• [Activity]
Go through the entries below and count the lines where "every" occurs. Give nothing but that number.

• [Data shown]
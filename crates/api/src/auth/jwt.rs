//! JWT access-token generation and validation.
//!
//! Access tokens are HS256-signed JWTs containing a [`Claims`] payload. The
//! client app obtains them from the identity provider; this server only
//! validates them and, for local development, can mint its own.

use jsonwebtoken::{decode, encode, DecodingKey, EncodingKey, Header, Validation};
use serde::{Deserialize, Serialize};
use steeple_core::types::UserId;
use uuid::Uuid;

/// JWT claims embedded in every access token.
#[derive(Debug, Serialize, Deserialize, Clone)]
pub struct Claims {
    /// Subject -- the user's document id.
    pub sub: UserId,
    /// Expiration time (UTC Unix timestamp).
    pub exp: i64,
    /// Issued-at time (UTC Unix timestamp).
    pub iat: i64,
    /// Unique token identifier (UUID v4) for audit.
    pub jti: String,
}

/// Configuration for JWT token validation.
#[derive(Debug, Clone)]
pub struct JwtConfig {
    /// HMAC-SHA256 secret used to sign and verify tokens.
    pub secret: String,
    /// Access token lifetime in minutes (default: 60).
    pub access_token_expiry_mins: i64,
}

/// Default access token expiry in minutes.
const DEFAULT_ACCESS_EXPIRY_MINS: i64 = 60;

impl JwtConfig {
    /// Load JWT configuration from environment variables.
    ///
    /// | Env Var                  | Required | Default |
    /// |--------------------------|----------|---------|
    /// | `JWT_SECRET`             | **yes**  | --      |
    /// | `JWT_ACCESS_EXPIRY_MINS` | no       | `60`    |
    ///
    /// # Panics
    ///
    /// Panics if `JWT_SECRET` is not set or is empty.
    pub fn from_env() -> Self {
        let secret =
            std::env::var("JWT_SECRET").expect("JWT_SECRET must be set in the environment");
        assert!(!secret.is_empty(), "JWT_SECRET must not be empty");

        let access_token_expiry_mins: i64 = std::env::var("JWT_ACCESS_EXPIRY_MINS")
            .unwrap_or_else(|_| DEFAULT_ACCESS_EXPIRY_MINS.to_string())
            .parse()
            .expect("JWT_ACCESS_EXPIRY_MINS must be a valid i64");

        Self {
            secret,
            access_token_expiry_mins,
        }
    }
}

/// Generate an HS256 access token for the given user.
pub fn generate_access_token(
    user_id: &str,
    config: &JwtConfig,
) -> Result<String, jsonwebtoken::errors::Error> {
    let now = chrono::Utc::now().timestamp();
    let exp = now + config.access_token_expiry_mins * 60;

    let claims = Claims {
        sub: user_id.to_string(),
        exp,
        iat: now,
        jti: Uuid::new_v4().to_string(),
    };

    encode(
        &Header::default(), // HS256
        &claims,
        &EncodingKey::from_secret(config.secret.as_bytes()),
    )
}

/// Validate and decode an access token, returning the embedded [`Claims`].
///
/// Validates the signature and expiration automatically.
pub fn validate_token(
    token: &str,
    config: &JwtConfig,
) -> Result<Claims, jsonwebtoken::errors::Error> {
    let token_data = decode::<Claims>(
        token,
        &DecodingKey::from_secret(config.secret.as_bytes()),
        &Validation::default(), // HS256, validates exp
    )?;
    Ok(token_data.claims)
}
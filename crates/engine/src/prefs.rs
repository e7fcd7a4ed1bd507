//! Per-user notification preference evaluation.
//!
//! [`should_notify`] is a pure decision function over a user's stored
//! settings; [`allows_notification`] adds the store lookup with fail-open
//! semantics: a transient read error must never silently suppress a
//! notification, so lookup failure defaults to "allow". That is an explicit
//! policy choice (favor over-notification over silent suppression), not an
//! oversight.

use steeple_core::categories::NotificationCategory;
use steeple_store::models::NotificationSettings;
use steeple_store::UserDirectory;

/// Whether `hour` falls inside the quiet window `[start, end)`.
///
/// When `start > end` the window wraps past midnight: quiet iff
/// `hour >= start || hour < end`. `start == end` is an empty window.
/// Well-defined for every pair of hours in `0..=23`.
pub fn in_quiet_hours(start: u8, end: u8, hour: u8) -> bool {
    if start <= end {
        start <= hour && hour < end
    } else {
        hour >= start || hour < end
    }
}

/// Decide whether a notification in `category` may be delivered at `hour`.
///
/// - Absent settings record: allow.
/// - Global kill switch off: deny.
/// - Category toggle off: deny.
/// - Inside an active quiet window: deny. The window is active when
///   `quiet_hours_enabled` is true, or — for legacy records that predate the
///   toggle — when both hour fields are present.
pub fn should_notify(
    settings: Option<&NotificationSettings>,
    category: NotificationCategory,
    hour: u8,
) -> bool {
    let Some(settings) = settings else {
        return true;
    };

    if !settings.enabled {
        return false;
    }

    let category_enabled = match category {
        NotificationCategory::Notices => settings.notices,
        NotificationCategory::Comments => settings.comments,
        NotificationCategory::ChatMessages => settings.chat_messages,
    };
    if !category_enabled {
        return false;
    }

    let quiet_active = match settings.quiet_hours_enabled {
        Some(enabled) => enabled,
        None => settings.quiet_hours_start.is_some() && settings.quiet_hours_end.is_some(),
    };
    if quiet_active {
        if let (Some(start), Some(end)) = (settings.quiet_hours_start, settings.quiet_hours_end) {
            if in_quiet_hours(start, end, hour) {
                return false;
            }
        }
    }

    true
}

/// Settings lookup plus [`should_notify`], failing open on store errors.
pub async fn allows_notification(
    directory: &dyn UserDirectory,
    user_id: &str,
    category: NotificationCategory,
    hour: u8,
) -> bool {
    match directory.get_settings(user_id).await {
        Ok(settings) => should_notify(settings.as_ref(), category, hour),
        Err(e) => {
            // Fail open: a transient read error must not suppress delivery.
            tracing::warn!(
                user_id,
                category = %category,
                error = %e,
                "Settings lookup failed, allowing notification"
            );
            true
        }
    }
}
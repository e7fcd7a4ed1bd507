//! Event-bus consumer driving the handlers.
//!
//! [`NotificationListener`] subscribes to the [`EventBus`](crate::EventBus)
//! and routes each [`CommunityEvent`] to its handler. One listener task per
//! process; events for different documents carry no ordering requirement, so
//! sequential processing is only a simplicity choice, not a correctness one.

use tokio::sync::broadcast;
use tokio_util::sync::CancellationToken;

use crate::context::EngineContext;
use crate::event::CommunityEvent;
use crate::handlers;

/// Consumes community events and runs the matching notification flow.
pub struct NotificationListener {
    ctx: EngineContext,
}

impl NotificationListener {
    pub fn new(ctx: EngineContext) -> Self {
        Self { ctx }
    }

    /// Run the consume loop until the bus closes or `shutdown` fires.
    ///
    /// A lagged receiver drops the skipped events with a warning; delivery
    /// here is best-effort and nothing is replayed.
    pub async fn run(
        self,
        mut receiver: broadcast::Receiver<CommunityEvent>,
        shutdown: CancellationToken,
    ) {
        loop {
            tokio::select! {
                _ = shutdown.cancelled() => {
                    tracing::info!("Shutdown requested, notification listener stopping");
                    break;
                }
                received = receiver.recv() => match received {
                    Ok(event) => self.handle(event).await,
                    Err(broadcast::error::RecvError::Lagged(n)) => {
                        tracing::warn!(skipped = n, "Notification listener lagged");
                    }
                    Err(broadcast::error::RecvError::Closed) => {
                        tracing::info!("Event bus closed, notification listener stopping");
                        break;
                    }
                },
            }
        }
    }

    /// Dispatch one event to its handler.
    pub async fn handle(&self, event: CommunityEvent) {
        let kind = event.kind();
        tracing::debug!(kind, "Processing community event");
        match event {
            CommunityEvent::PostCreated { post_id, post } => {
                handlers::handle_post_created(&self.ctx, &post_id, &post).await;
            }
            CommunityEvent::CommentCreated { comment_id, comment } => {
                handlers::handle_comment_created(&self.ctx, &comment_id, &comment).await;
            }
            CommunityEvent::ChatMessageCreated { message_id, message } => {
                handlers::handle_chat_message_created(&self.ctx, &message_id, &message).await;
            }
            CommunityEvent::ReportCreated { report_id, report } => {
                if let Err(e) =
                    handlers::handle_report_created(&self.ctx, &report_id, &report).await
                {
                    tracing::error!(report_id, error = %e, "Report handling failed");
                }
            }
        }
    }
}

• [Result of the exercise]
2